# Flat Fish...Here is the bird's nest pen!



## MesquiteMan (Jun 28, 2008)

Flat Fish jokingly commented in my other fishing line pen post about a bird's nest pen. Well, here it is! This was my first fishing line concept but it did not turn out as good as the other I posted. I took a bunch of line and wadded it all up into a "bird's nest" and then cast it in clear resin. I then reverse painted the blank white and wallah....


----------



## trodery (Sep 13, 2006)




----------



## MesquiteMan (Jun 28, 2008)

Yeah, it's not a very pretty pen! Certainly not one of my favorites!


----------



## Flat Fish (Jun 18, 2005)

Wow! I hope that one has a good personality.


----------



## EndTuition (May 24, 2004)

I do not believe anyone, even MM, can take a birds nest and make it look good.
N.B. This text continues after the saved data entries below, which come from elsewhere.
// Start of file: /src/core/logging.rs

use tracing_subscriber::{fmt, EnvFilter};
use tracing_subscriber::fmt::format::FmtSpan;

const DEFAULT_FILTER: &str = "juno_backend=info,tower_http=debug,axum=info";

// Initialize the tracing subscriber; RUST_LOG overrides the default filter
pub fn init_tracing() {
    let env_filter: EnvFilter = EnvFilter::try_from_default_env()
        .unwrap_or_else(|_| EnvFilter::new(DEFAULT_FILTER));

    fmt()
        .with_env_filter(env_filter)
        .with_span_events(FmtSpan::CLOSE)
        .init();
}

// End of file: /src/core/logging.rs
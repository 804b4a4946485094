// Library root for the Juno ride-sharing API

pub mod api;
pub mod auth;
pub mod config;
pub mod core;
pub mod database;
pub mod models;
pub mod utils;

pub use crate::config::environment::EnvironmentVariables;
pub use crate::config::state::AppState;
pub use crate::core::server::create_app;
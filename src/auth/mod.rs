// Start of file: /src/auth/mod.rs

/*
    * Authentication collaborators: the request Identity, JWT issuing and
    * validation, and the Google OAuth provider.
*/

pub mod identity;
pub mod jwt;
pub mod oauth;

pub use identity::{AuthError, Identity};
pub use jwt::{IssuedToken, JwtService, TokenValidator};
pub use oauth::{GoogleOAuth, OAuthProvider, OAuthStateStore};

// End of file: /src/auth/mod.rs
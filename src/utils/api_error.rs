// Typed request errors and their HTTP mapping

use axum::{http::StatusCode, response::{IntoResponse, Response}};
use serde_json::json;
use thiserror::Error;

use crate::database::RepositoryError;
use crate::utils::response_handler::HandlerResponse;

/// Every request-scoped failure a handler or interceptor can produce
#[derive(Error, Debug)]
pub enum ApiError {
    #[error("{0}")]
    NotFound(String),

    #[error("{0}")]
    Unauthorized(String),

    #[error("{0}")]
    BadRequest(String),

    #[error("{0}")]
    Forbidden(String),

    #[error("{0}")]
    Conflict(String),

    #[error(transparent)]
    Internal(#[from] anyhow::Error),
}

impl ApiError {
    pub fn status_code(&self) -> StatusCode {
        match self {
            ApiError::NotFound(_) => StatusCode::NOT_FOUND,
            ApiError::Unauthorized(_) => StatusCode::UNAUTHORIZED,
            ApiError::BadRequest(_) => StatusCode::BAD_REQUEST,
            ApiError::Forbidden(_) => StatusCode::FORBIDDEN,
            ApiError::Conflict(_) => StatusCode::CONFLICT,
            ApiError::Internal(_) => StatusCode::INTERNAL_SERVER_ERROR,
        }
    }

    fn kind(&self) -> &'static str {
        match self {
            ApiError::NotFound(_) => "not_found",
            ApiError::Unauthorized(_) => "unauthorized",
            ApiError::BadRequest(_) => "bad_request",
            ApiError::Forbidden(_) => "forbidden",
            ApiError::Conflict(_) => "conflict",
            ApiError::Internal(_) => "internal_error",
        }
    }
}

impl From<RepositoryError> for ApiError {
    fn from(err: RepositoryError) -> Self {
        match err {
            RepositoryError::NotFound(what) => ApiError::NotFound(format!("{what} not found")),
            RepositoryError::Conflict(msg) => ApiError::Conflict(msg),
            RepositoryError::Database(e) => ApiError::Internal(e.into()),
            RepositoryError::Other(e) => ApiError::Internal(e),
        }
    }
}

impl IntoResponse for ApiError {
    fn into_response(self) -> Response {
        let message: String = match &self {
            ApiError::Internal(e) => {
                // ! Details are logged, never returned
                tracing::error!("Internal error: {:#}", e);
                "Internal server error".to_string()
            }
            other => other.to_string(),
        };

        HandlerResponse::new(self.status_code())
            .data(json!({ "error": self.kind() }))
            .message(message)
            .into_response()
    }
}

pub type ApiResult<T = HandlerResponse> = Result<T, ApiError>;
// Process-wide CORS policy, applied to every response

use std::time::Duration;

use anyhow::{Context, Result};
use axum::http::{header, HeaderName, HeaderValue, Method};
use tower_http::cors::{AllowHeaders, AllowOrigin, CorsLayer};

use crate::config::environment::EnvironmentVariables;

const PREFLIGHT_MAX_AGE: Duration = Duration::from_secs(12 * 60 * 60);

/// Who may call the API from a browser and what they may see.
/// Credentials are allowed, so origins and request headers are mirrored
/// instead of answered with `*`.
#[derive(Debug, Clone)]
pub struct CorsPolicy {
    // * Empty means "mirror the request origin"
    pub allowed_origins: Vec<HeaderValue>,
    pub allowed_methods: Vec<Method>,
    pub exposed_headers: Vec<HeaderName>,
    pub allow_credentials: bool,
}

impl CorsPolicy {
    pub fn from_env(env: &EnvironmentVariables) -> Result<Self> {
        let allowed_origins: Vec<HeaderValue> = env
            .cors_allowed_origins
            .iter()
            .map(|origin: &String| {
                HeaderValue::from_str(origin)
                    .with_context(|| format!("Invalid origin '{origin}' in CORS_ALLOWED_ORIGINS"))
            })
            .collect::<Result<_>>()?;

        Ok(Self {
            allowed_origins,
            ..Self::default()
        })
    }

    pub fn mirrors_origin(&self) -> bool {
        self.allowed_origins.is_empty()
    }

    /// Builds the tower-http layer. It answers preflights itself and
    /// decorates every other response on the way out.
    pub fn layer(&self) -> CorsLayer {
        let origin: AllowOrigin = if self.mirrors_origin() {
            AllowOrigin::mirror_request()
        } else {
            AllowOrigin::list(self.allowed_origins.clone())
        };

        CorsLayer::new()
            .allow_origin(origin)
            .allow_methods(self.allowed_methods.clone())
            .allow_headers(AllowHeaders::mirror_request())
            .expose_headers(self.exposed_headers.clone())
            .allow_credentials(self.allow_credentials)
            .max_age(PREFLIGHT_MAX_AGE)
    }
}

impl Default for CorsPolicy {
    fn default() -> Self {
        Self {
            allowed_origins: Vec::new(),
            allowed_methods: vec![
                Method::GET,
                Method::POST,
                Method::PUT,
                Method::DELETE,
                Method::OPTIONS,
            ],
            exposed_headers: vec![header::CONTENT_TYPE, header::AUTHORIZATION, header::LOCATION],
            allow_credentials: true,
        }
    }
}
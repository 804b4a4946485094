// =============================================================================
// POSTGRES REPOSITORY - Connection pool, schema bootstrap and queries
// =============================================================================

use std::sync::Arc;
use anyhow::{Context, Result};
use async_trait::async_trait;
use chrono::{DateTime, Utc};
use sqlx::postgres::{PgConnectOptions, PgPoolOptions, PgRow};
use sqlx::{ConnectOptions, PgPool, Row};
use tokio::sync::OnceCell;
use tracing::{debug, info, log::LevelFilter};
use uuid::Uuid;

use crate::config::environment::EnvironmentVariables;
use crate::database::repository::{Repository, RepositoryError, RepositoryResult};
use crate::models::{
    FriendRequest, FriendStatus, Friendship, NewOAuthUser, NewRide, ProfileUpdate, Ride,
    RideStatus, User, UserSummary,
};

// =============================================================================
// SQL CONSTANTS
// =============================================================================

/// Single initialization SQL script
const INIT_SCHEMA_SQL: &str = include_str!("sql/schema_init.sql");

const USER_COLUMNS: &str =
    "id, google_id, email, name, username, avatar_url, bio, phone, created_at, updated_at";

const RIDE_SELECT: &str = r#"
    SELECT r.id, r.driver_id, r.origin, r.destination,
           r.origin_lat, r.origin_lng, r.destination_lat, r.destination_lng,
           r.departure_time, r.total_seats, r.status, r.created_at,
           ARRAY(
               SELECT p.user_id FROM ride_participants p
               WHERE p.ride_id = r.id ORDER BY p.joined_at
           ) AS participants
    FROM rides r
"#;

// =============================================================================
// ROW MAPPING
// =============================================================================

#[derive(sqlx::FromRow)]
struct RideRow {
    id: Uuid,
    driver_id: Uuid,
    origin: String,
    destination: String,
    origin_lat: f64,
    origin_lng: f64,
    destination_lat: f64,
    destination_lng: f64,
    departure_time: DateTime<Utc>,
    total_seats: i32,
    status: String,
    created_at: DateTime<Utc>,
    participants: Vec<Uuid>,
}

impl TryFrom<RideRow> for Ride {
    type Error = RepositoryError;

    fn try_from(row: RideRow) -> Result<Self, Self::Error> {
        let status: RideStatus = RideStatus::parse(&row.status)
            .ok_or_else(|| anyhow::anyhow!("Unknown ride status '{}'", row.status))?;

        Ok(Ride {
            id: row.id,
            driver_id: row.driver_id,
            origin: row.origin,
            destination: row.destination,
            origin_lat: row.origin_lat,
            origin_lng: row.origin_lng,
            destination_lat: row.destination_lat,
            destination_lng: row.destination_lng,
            departure_time: row.departure_time,
            total_seats: row.total_seats,
            status,
            participants: row.participants,
            created_at: row.created_at,
        })
    }
}

fn friendship_from_row(row: &PgRow) -> RepositoryResult<Friendship> {
    let status: String = row.try_get("status")?;

    Ok(Friendship {
        requester_id: row.try_get("requester_id")?,
        addressee_id: row.try_get("addressee_id")?,
        status: FriendStatus::parse(&status)
            .ok_or_else(|| anyhow::anyhow!("Unknown friendship status '{status}'"))?,
        created_at: row.try_get("created_at")?,
    })
}
// Profile handlers for the authenticated user

use axum::{extract::State, http::StatusCode, Json};
use serde_json::json;
use tracing::{info, instrument};

use crate::auth::Identity;
use crate::config::state::AppState;
use crate::models::{ProfileUpdate, User};
use crate::utils::api_error::{ApiError, ApiResult};
use crate::utils::response_handler::HandlerResponse;

/// Returns the caller's full profile
#[instrument(name = "get_profile", skip(state, identity), fields(user_id = %identity.user_id))]
pub async fn get_profile(State(state): State<AppState>, identity: Identity) -> ApiResult {
    let user: User = state
        .repository
        .get_user(identity.user_id)
        .await?
        .ok_or_else(|| ApiError::NotFound("Profile not found".to_string()))?;

    Ok(HandlerResponse::new(StatusCode::OK).data(json!(user)))
}

/// Applies a partial update; absent fields keep their value
#[instrument(name = "update_profile", skip(state, identity, update), fields(user_id = %identity.user_id))]
pub async fn update_profile(
    State(state): State<AppState>,
    identity: Identity,
    Json(update): Json<ProfileUpdate>,
) -> ApiResult {
    let update: ProfileUpdate = update.validated().map_err(ApiError::BadRequest)?;
    if update.is_empty() {
        return Err(ApiError::BadRequest("No profile fields to update".to_string()));
    }

    let user: User = state.repository.update_profile(identity.user_id, update).await?;
    info!("Profile updated for user {}", user.id);

    Ok(HandlerResponse::new(StatusCode::OK)
        .data(json!(user))
        .message("Profile updated successfully"))
}
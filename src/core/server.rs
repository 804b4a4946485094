// Application server configuration and setup

use std::time::Duration;
use axum::{
    Router,
    middleware::from_fn,
    extract::DefaultBodyLimit,
    error_handling::HandleErrorLayer,
};
use tower::{ServiceBuilder, timeout::TimeoutLayer};
use tokio::{signal, net::TcpListener};
use listenfd::ListenFd;
use anyhow::Result;
use tracing::{error, info};

use crate::api::{
    auth::routes::auth_routes,
    friends::routes::friend_routes,
    health::routes::health_routes,
    profile::routes::profile_routes,
    rides::routes::ride_routes,
};
use crate::config::{environment::EnvironmentVariables, state::AppState};
use crate::core::cors::CorsPolicy;
use crate::core::router::{Dispatcher, RouteError};
use crate::utils::{
    error_handler::handle_global_error,
    response_handler::response_wrapper
};

/// Collects every feature's routes. Fails on duplicate or malformed routes.
pub fn build_dispatcher() -> Result<Dispatcher, RouteError> {
    let dispatcher: Dispatcher = Dispatcher::new();
    let dispatcher: Dispatcher = health_routes(dispatcher)?;
    let dispatcher: Dispatcher = auth_routes(dispatcher)?;
    let dispatcher: Dispatcher = profile_routes(dispatcher)?;
    let dispatcher: Dispatcher = friend_routes(dispatcher)?;
    // Add new routes here
    let dispatcher: Dispatcher = ride_routes(dispatcher)?;

    Ok(dispatcher)
}

/// Builds the full route table with the JWT interceptor on the protected group
pub fn register_routes(state: &AppState) -> Result<Router<AppState>, RouteError> {
    let dispatcher: Dispatcher = build_dispatcher()?;

    info!("Registered {} routes", dispatcher.entries().len());

    Ok(dispatcher.into_router(state.token_validator()))
}

/// Creates and configures the application router with all middleware layers
pub fn create_app(state: AppState) -> Result<Router> {
    let env: &EnvironmentVariables = &state.environment;
    let cors: CorsPolicy = CorsPolicy::from_env(env)?;

    let app: Router = register_routes(&state)?
        .layer(
            ServiceBuilder::new()
                .layer(cors.layer())
                .layer(from_fn(response_wrapper))
                .layer(HandleErrorLayer::new(handle_global_error))
                .layer(TimeoutLayer::new(Duration::from_secs(env.default_timeout_seconds)))
                .layer(DefaultBodyLimit::max(env.max_request_body_size))
        )
        .with_state(state);

    Ok(app)
}

/// Sets up the TCP listener from environment or binds to new address
pub async fn setup_listener(env: &EnvironmentVariables) -> Result<TcpListener> {
    let mut listenfd: ListenFd = ListenFd::from_env();

    let listener: TcpListener = match listenfd.take_tcp_listener(0)? {
        Some(std_listener) => {
            std_listener.set_nonblocking(true)?;
            TcpListener::from_std(std_listener)?
        }
        None => {
            let addr: String = format!("{}:{}", env.host, env.port);
            TcpListener::bind(&addr).await?
        }
    };

    Ok(listener)
}

/// Handles graceful shutdown signals (Ctrl+C and TERM)
pub async fn shutdown_signal(state: AppState) {
    let ctrl_c = async {
        if let Err(e) = signal::ctrl_c().await {
            error!("Failed to listen for Ctrl+C: {}", e);
            std::future::pending::<()>().await;
        }
    };

    #[cfg(unix)]
    let terminate = async {
        match signal::unix::signal(signal::unix::SignalKind::terminate()) {
            Ok(mut sig) => {
                sig.recv().await;
            }
            Err(e) => {
                error!("Failed to listen for TERM: {}", e);
                std::future::pending::<()>().await;
            }
        }
    };

    #[cfg(not(unix))]
    let terminate: std::future::Pending<()> = std::future::pending::<()>();

    tokio::select! {
        _ = ctrl_c => info!("Shutting down via Ctrl+C"),
        _ = terminate => info!("Shutting down via TERM signal"),
    }

    // Gracefully close database connections
    state.shutdown().await;
}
I think that is one of those universal rules like gravity and inertia.
Nice try though.


----------



## BadaBing (Apr 29, 2008)

the first one was better.


----------



## bobbyoshay (Nov 29, 2008)

i guess im weird......but i like it! very unique.....


----------



## MesquiteMan (Jun 28, 2008)

Come on guys, tell me what you really think! I can take it! The darn thing is flat out ugly!


----------



## Slip (Jul 25, 2006)

haha, yea, not my favorite, expecially of any of your others.


----------



## Tortuga (May 21, 2004)

Hey, Curtis..when are you going to go in production on some more of the 'Worthless Wood' blanks..?... The site seems to show you don't have any in stock..also some pricing.. I like them and wanna give some of them a try... jim


----------



## johnmyjohn (Aug 6, 2006)

I will give you an A+ for just being out side the box MM. I bet that pen has a good grip,,,,,,a real mans pen that's what that is.


----------